At his examination before trial, Prato was asked:

“Q. Did you ask him [Adinolfi, Sr.] at all where he was going to get the fill from?
“A. I guess I assumed it was from the same location and I really didn’t care” (Bein affirmation, exhibit D, at 55).

Prato later acknowledged that the amount of fill exceeded 40,000 cubic yards (Bein affirmation, exhibit D, at 47). He also testified that if he had to pay for it, the fill would have cost $8 per yard, but if someone had to get rid of the fill and needed a place to put it, there would be no cost to him (Bein affirmation, exhibit D, at 50-52).

At his deposition, Adinolfi testified that the fill’s cost was between $8 and $14 per yard, and he charged truckers between $50 and $75 per load to dump their debris (plaintiffs’ exhibit E, at 25, 44-45). Adinolfi further claimed that he made his money from the trucking companies by being paid to take their deliveries and grading Prato’s property without cost to Prato (Bein affirmation, exhibit E, at 17). He denied any role in the depositing of the fill on Prato’s property, claiming that his role was limited to grading the property.

Adinolfi explained further that he was hired by Prato (Bein affirmation, exhibit E, at 9). When he first met Prato, he was shown the area on the property to be graded. Prior to hiring Adinolfi, some of the material, an estimated 4,000-5,000 cubic yards, had been delivered and graded (Bein affirmation, exhibit E, at 20). On a daily basis, Prato and his engineer directed Adinolfi and his employees where to dump the material (Bein affirmation, exhibit E, at 18-20). Adinolfi also observed Prato’s employees cut down trees, run pipes, create erosion control, *725handwork, backfill, and make other efforts (Bein affirmation, exhibit E, at 10, 26).1

It is alleged that on, or prior to, June 2010, Prato and other codefendants cleared and disturbed more than 5,000 square feet of steep forested land. Between June and September 2010, large quantities of construction and demolition (C & D) debris were dumped at the site by truckers who paid Adinolfi a fee. This process was accomplished by procuring numerous truckloads of C & D debris from third parties, whereupon Adinolfi directed the placement and grading of the debris, in order to expand a flat area on which Prato could then build a pool house and garage.
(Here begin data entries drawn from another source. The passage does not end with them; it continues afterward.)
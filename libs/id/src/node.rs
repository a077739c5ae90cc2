//! Node identifier type.
//!
//! A node identifier wraps a 128-bit universal identifier and names a node
//! for the node's entire lifetime, independent of where the node sits in the
//! hierarchy. Once created an identifier is immutable.
//!
//! ## Canonical form
//!
//! The textual form is the standard 36-character hyphenated rendering of a
//! 128-bit value (8-4-4-4-12 hex digits):
//!
//! ```text
//! f81d4fae-7dec-11d0-a765-00a0c91e6bf6
//! ```
//!
//! The binary form is exactly 16 bytes, big-endian, most-significant 64-bit
//! word first.

use uuid::Uuid;

use crate::IdError;

/// Length in bytes of the binary encoding.
pub const ENCODED_LEN: usize = 16;

/// Length in characters of the canonical hyphenated literal.
pub const CANONICAL_LEN: usize = 36;

/// Offsets of the group separators in the canonical literal.
const HYPHEN_OFFSETS: [usize; 4] = [8, 13, 18, 23];

/// Identifies a node by its 128-bit universal identifier.
#[derive(Debug, Clone, Copy, PartialEq, Eq, PartialOrd, Ord, Hash)]
pub struct NodeId(Uuid);

impl NodeId {
    /// Creates a node identifier from a universal identifier value.
    #[must_use]
    pub const fn from_uuid(uuid: Uuid) -> Self {
        Self(uuid)
    }

    /// Creates a node identifier from its two 64-bit words,
    /// most-significant word first.
    #[must_use]
    pub const fn from_bits(msb: u64, lsb: u64) -> Self {
        Self(Uuid::from_u64_pair(msb, lsb))
    }

    /// Creates a node identifier from its 16-byte big-endian encoding.
    #[must_use]
    pub const fn from_bytes(bytes: [u8; ENCODED_LEN]) -> Self {
        Self(Uuid::from_bytes(bytes))
    }

    /// Creates a node identifier from a byte slice.
    ///
    /// The slice must be exactly 16 bytes: the big-endian packing of the
    /// most-significant word followed by the least-significant word.
    pub fn from_slice(bytes: &[u8]) -> Result<Self, IdError> {
        let bytes: [u8; ENCODED_LEN] =
            bytes.try_into().map_err(|_| IdError::InvalidLength {
                expected: ENCODED_LEN,
                actual: bytes.len(),
            })?;
        Ok(Self::from_bytes(bytes))
    }

    /// Parses a node identifier from its canonical literal.
    ///
    /// Only the hyphenated 8-4-4-4-12 form produced by [`Display`] is
    /// accepted; hex digits may be upper- or lowercase. Braced, URN, and
    /// compact 32-character renderings are rejected. Every textual entry
    /// point of this crate (`FromStr`, serde deserialization, item literal
    /// parsing) routes through this function.
    ///
    /// [`Display`]: std::fmt::Display
    pub fn parse(s: &str) -> Result<Self, IdError> {
        let uuid = parse_canonical(s)?;
        Ok(Self(uuid))
    }

    /// Returns the wrapped universal identifier value.
    #[must_use]
    pub const fn uuid(&self) -> Uuid {
        self.0
    }

    /// Returns a fresh 16-byte big-endian encoding of the identifier,
    /// most-significant word first.
    ///
    /// The caller owns the returned array; mutating it cannot affect the
    /// identifier.
    #[must_use]
    pub const fn to_bytes(&self) -> [u8; ENCODED_LEN] {
        self.0.into_bytes()
    }

    /// Returns the most significant 64 bits of the identifier.
    #[must_use]
    pub const fn most_significant_bits(&self) -> u64 {
        self.0.as_u64_pair().0
    }

    /// Returns the least significant 64 bits of the identifier.
    #[must_use]
    pub const fn least_significant_bits(&self) -> u64 {
        self.0.as_u64_pair().1
    }
}

/// Validates the canonical hyphenated shape, then decodes.
fn parse_canonical(s: &str) -> Result<Uuid, IdError> {
    if s.is_empty() {
        return Err(IdError::Empty);
    }

    let bytes = s.as_bytes();
    if bytes.len() != CANONICAL_LEN {
        return Err(invalid_literal(s, "expected 36 characters in 8-4-4-4-12 form"));
    }

    for (i, &b) in bytes.iter().enumerate() {
        if HYPHEN_OFFSETS.contains(&i) {
            if b != b'-' {
                return Err(invalid_literal(s, "expected '-' between hex groups"));
            }
        } else if !b.is_ascii_hexdigit() {
            return Err(invalid_literal(s, "expected a hex digit"));
        }
    }

    Uuid::try_parse(s).map_err(|e| invalid_literal(s, &e.to_string()))
}

fn invalid_literal(literal: &str, reason: &str) -> IdError {
    IdError::InvalidLiteral {
        literal: literal.to_string(),
        reason: reason.to_string(),
    }
}

impl std::fmt::Display for NodeId {
    fn fmt(&self, f: &mut std::fmt::Formatter<'_>) -> std::fmt::Result {
        write!(f, "{}", self.0)
    }
}

impl std::str::FromStr for NodeId {
    type Err = IdError;

    fn from_str(s: &str) -> Result<Self, Self::Err> {
        Self::parse(s)
    }
}

impl From<Uuid> for NodeId {
    fn from(uuid: Uuid) -> Self {
        Self(uuid)
    }
}

impl From<NodeId> for Uuid {
    fn from(id: NodeId) -> Self {
        id.0
    }
}

impl AsRef<Uuid> for NodeId {
    fn as_ref(&self) -> &Uuid {
        &self.0
    }
}

impl serde::Serialize for NodeId {
    fn serialize<S>(&self, serializer: S) -> Result<S::Ok, S::Error>
    where
        S: serde::Serializer,
    {
        serializer.serialize_str(&self.to_string())
    }
}

impl<'de> serde::Deserialize<'de> for NodeId {
    fn deserialize<D>(deserializer: D) -> Result<Self, D::Error>
    where
        D: serde::Deserializer<'de>,
    {
        let s = String::deserialize(deserializer)?;
        Self::parse(&s).map_err(serde::de::Error::custom)
    }
}

#[cfg(test)]
mod tests {
    use std::collections::hash_map::DefaultHasher;
    use std::hash::{Hash, Hasher};

    use proptest::prelude::*;

    use super::*;

    const SAMPLE: &str = "f81d4fae-7dec-11d0-a765-00a0c91e6bf6";

    fn hash_of(id: NodeId) -> u64 {
        let mut hasher = DefaultHasher::new();
        id.hash(&mut hasher);
        hasher.finish()
    }

    #[test]
    fn test_parse_canonical_literal() {
        let id = NodeId::parse(SAMPLE).unwrap();
        assert_eq!(id.to_string(), SAMPLE);
        assert_eq!(id.most_significant_bits(), 0xf81d4fae7dec11d0);
        assert_eq!(id.least_significant_bits(), 0xa76500a0c91e6bf6);
    }

    #[test]
    fn test_parse_accepts_uppercase_hex() {
        let id = NodeId::parse(&SAMPLE.to_uppercase()).unwrap();
        assert_eq!(id, NodeId::parse(SAMPLE).unwrap());
        // Rendering is always lowercase.
        assert_eq!(id.to_string(), SAMPLE);
    }

    #[test]
    fn test_parse_empty() {
        assert_eq!(NodeId::parse(""), Err(IdError::Empty));
        assert!(NodeId::parse("").unwrap_err().is_empty());
    }

    #[test]
    fn test_parse_rejects_malformed_literals() {
        let truncated = &SAMPLE[..SAMPLE.len() - 1];
        let compact = SAMPLE.replace('-', "");
        let braced = format!("{{{SAMPLE}}}");
        let misplaced_hyphen = "f81d4fae7-dec-11d0-a765-00a0c91e6bf6";
        let non_hex = "g81d4fae-7dec-11d0-a765-00a0c91e6bf6";

        for literal in [
            "not-a-uuid",
            truncated,
            compact.as_str(),
            braced.as_str(),
            misplaced_hyphen,
            non_hex,
        ] {
            let result = NodeId::parse(literal);
            assert!(
                matches!(result, Err(IdError::InvalidLiteral { .. })),
                "expected rejection of {literal:?}, got {result:?}"
            );
        }
    }

    #[test]
    fn test_from_str_agrees_with_parse() {
        let parsed: NodeId = SAMPLE.parse().unwrap();
        assert_eq!(parsed, NodeId::parse(SAMPLE).unwrap());
        assert!("not-a-uuid".parse::<NodeId>().is_err());
    }

    #[test]
    fn test_from_bits_byte_layout() {
        let id = NodeId::from_bits(0x0102030405060708, 0x090a0b0c0d0e0f10);
        assert_eq!(
            id.to_bytes(),
            [
                0x01, 0x02, 0x03, 0x04, 0x05, 0x06, 0x07, 0x08, //
                0x09, 0x0a, 0x0b, 0x0c, 0x0d, 0x0e, 0x0f, 0x10,
            ]
        );
    }

    #[test]
    fn test_from_slice_roundtrip() {
        let id = NodeId::parse(SAMPLE).unwrap();
        assert_eq!(NodeId::from_slice(&id.to_bytes()), Ok(id));
    }

    #[test]
    fn test_from_slice_wrong_length() {
        assert_eq!(
            NodeId::from_slice(&[0u8; 15]),
            Err(IdError::InvalidLength {
                expected: 16,
                actual: 15
            })
        );
        assert_eq!(
            NodeId::from_slice(&[]),
            Err(IdError::InvalidLength {
                expected: 16,
                actual: 0
            })
        );
    }

    #[test]
    fn test_equal_ids_hash_identically() {
        let a = NodeId::parse(SAMPLE).unwrap();
        let b = NodeId::from_bits(a.most_significant_bits(), a.least_significant_bits());
        assert_eq!(a, b);
        assert_eq!(hash_of(a), hash_of(b));
    }

    #[test]
    fn test_order_is_numeric() {
        let low = NodeId::from_bits(0, 1);
        let mid = NodeId::from_bits(1, 0);
        let high = NodeId::from_bits(u64::MAX, 0);

        assert!(low < mid);
        assert!(mid < high);
        assert!(low < high);

        let mut ids = vec![high, low, mid];
        ids.sort();
        assert_eq!(ids, vec![low, mid, high]);
    }

    #[test]
    fn test_cmp_equal_iff_eq() {
        let a = NodeId::from_bits(7, 7);
        let b = NodeId::from_bits(7, 7);
        let c = NodeId::from_bits(7, 8);

        assert_eq!(a.cmp(&b), std::cmp::Ordering::Equal);
        assert_ne!(a.cmp(&c), std::cmp::Ordering::Equal);
        assert_eq!(a, b);
        assert_ne!(a, c);
    }

    #[test]
    fn test_json_roundtrip() {
        let id = NodeId::parse(SAMPLE).unwrap();
        let json = serde_json::to_string(&id).unwrap();
        assert_eq!(json, format!("\"{SAMPLE}\""));
        let parsed: NodeId = serde_json::from_str(&json).unwrap();
        assert_eq!(id, parsed);
    }

    #[test]
    fn test_json_rejects_malformed() {
        assert!(serde_json::from_str::<NodeId>("\"not-a-uuid\"").is_err());
        assert!(serde_json::from_str::<NodeId>("\"\"").is_err());
    }

    proptest! {
        #[test]
        fn prop_string_roundtrip(msb in any::<u64>(), lsb in any::<u64>()) {
            let id = NodeId::from_bits(msb, lsb);
            prop_assert_eq!(NodeId::parse(&id.to_string()).unwrap(), id);
        }

        #[test]
        fn prop_byte_roundtrip(msb in any::<u64>(), lsb in any::<u64>()) {
            let id = NodeId::from_bits(msb, lsb);
            prop_assert_eq!(NodeId::from_bytes(id.to_bytes()), id);
            prop_assert_eq!(NodeId::from_slice(&id.to_bytes()).unwrap(), id);
        }

        #[test]
        fn prop_order_matches_word_pairs(
            a_msb in any::<u64>(), a_lsb in any::<u64>(),
            b_msb in any::<u64>(), b_lsb in any::<u64>(),
        ) {
            let a = NodeId::from_bits(a_msb, a_lsb);
            let b = NodeId::from_bits(b_msb, b_lsb);
            prop_assert_eq!(a.cmp(&b), (a_msb, a_lsb).cmp(&(b_msb, b_lsb)));
        }
    }
}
On August 31, 2010, DEC officers witnessed six to eight trucks hauling C & D debris to the site each hour. Codefendant Anthony Adinolfi, Jr. (Adinolfi, Jr.) graded the landfill with a bulldozer, while codefendant Michael Marini directed the dumping of waste at the site. Marini stated he was being paid to perform work at the site. Adinolfi instructed his son and Marini not to answer any questions of the DEC officers.

A DEC officer observed a pipe sticking out of the ground at the site with clear liquid running from it. The officer saw the liquid from the pipe running down the side of the landfill through a stone wall onto the City’s reservoir land and emptying into the reservoir. The water, which carried silt and sediment, ran alongside a trail of C & D debris from the landfill into the reservoir. Prato told the DEC officer that the liquid was backwash from his swimming pool.

The C & D debris, in addition to brick, concrete and asphalt pavement, also contained plastic, tiles, electrical conduit, scrap *726metal, coal, coal ash and slag, dimensional lumber, electrical wiring, and unrecognizable pulverized C & D debris. Some of these items had been observed by Prato (Bein affirmation, exhibit E, at 83-88).

Prato, pursuant to 6 NYCRR 360-7.1 (b) (1), was required to obtain a part 360 permit from DEC prior to any disposal, but he failed to do so. He also failed to file a notice of intent with the New York City Department of Environmental Protection (DEP), and he did not prepare a stormwater pollution prevention plan.

In September and October 2010, on three separate occasions, DEC, and/or DEP, officers observed a trail of C & D debris, which had migrated down the landfill slope into the reservoir. On September 30, 2010, the discharge formed a visible plume of sediment suspended in the water from the shoreline at least 20 feet into the reservoir. On October 10, 2010, the observed debris, which had migrated into the reservoir, included dimensional lumber and electrical wiring, suggesting that other components of demolished buildings, such as lead paint, plumbing, and asbestos, were also part of the C & D debris delivered to Prato’s property.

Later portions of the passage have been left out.